**About this task**
Go through the entries below and count the lines where "pixels" occurs. Give nothing but that number.

Records shown START

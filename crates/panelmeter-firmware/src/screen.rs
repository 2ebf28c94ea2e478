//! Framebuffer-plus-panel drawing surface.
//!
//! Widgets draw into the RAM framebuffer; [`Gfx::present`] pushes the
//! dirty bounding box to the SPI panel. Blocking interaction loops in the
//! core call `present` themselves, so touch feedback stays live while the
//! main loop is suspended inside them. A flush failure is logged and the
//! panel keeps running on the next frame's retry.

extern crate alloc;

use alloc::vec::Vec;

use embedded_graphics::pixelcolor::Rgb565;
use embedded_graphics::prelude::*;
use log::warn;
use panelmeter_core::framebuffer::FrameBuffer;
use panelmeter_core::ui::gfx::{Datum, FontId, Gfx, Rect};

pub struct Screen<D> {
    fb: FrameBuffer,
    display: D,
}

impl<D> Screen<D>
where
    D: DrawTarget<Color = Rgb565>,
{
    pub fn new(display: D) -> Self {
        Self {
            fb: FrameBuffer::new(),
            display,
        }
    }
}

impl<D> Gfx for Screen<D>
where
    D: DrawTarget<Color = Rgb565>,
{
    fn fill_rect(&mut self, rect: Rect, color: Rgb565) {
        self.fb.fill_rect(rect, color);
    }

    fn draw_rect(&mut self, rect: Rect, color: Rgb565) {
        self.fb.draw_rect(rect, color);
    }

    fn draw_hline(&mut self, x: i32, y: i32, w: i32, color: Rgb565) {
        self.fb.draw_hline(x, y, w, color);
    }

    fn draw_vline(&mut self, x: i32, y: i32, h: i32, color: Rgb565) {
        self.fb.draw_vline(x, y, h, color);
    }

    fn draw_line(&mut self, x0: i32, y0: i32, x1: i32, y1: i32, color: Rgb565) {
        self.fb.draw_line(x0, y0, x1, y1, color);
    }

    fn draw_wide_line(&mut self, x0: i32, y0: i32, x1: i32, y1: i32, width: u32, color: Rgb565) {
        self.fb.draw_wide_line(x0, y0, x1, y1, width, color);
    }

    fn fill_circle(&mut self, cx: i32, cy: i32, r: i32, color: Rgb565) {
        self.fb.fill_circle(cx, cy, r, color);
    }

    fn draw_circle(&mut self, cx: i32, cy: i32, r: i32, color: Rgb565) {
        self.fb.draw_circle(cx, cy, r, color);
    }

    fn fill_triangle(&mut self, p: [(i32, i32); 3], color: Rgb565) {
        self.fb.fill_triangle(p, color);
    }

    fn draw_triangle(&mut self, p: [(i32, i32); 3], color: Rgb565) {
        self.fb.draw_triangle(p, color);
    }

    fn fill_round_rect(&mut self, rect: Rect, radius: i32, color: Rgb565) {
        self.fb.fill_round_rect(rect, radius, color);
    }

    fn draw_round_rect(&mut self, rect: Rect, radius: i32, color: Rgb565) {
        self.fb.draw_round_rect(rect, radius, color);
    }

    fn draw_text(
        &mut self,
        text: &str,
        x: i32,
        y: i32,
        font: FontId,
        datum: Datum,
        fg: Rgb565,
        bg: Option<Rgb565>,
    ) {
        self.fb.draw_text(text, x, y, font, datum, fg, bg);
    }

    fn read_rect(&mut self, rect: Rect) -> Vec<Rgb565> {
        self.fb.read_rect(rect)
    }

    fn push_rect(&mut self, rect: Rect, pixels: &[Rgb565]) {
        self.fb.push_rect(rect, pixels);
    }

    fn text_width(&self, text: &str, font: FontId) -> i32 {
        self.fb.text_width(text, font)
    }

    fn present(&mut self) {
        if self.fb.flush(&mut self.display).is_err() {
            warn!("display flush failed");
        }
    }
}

Records shown END

**Solution to this problem**
2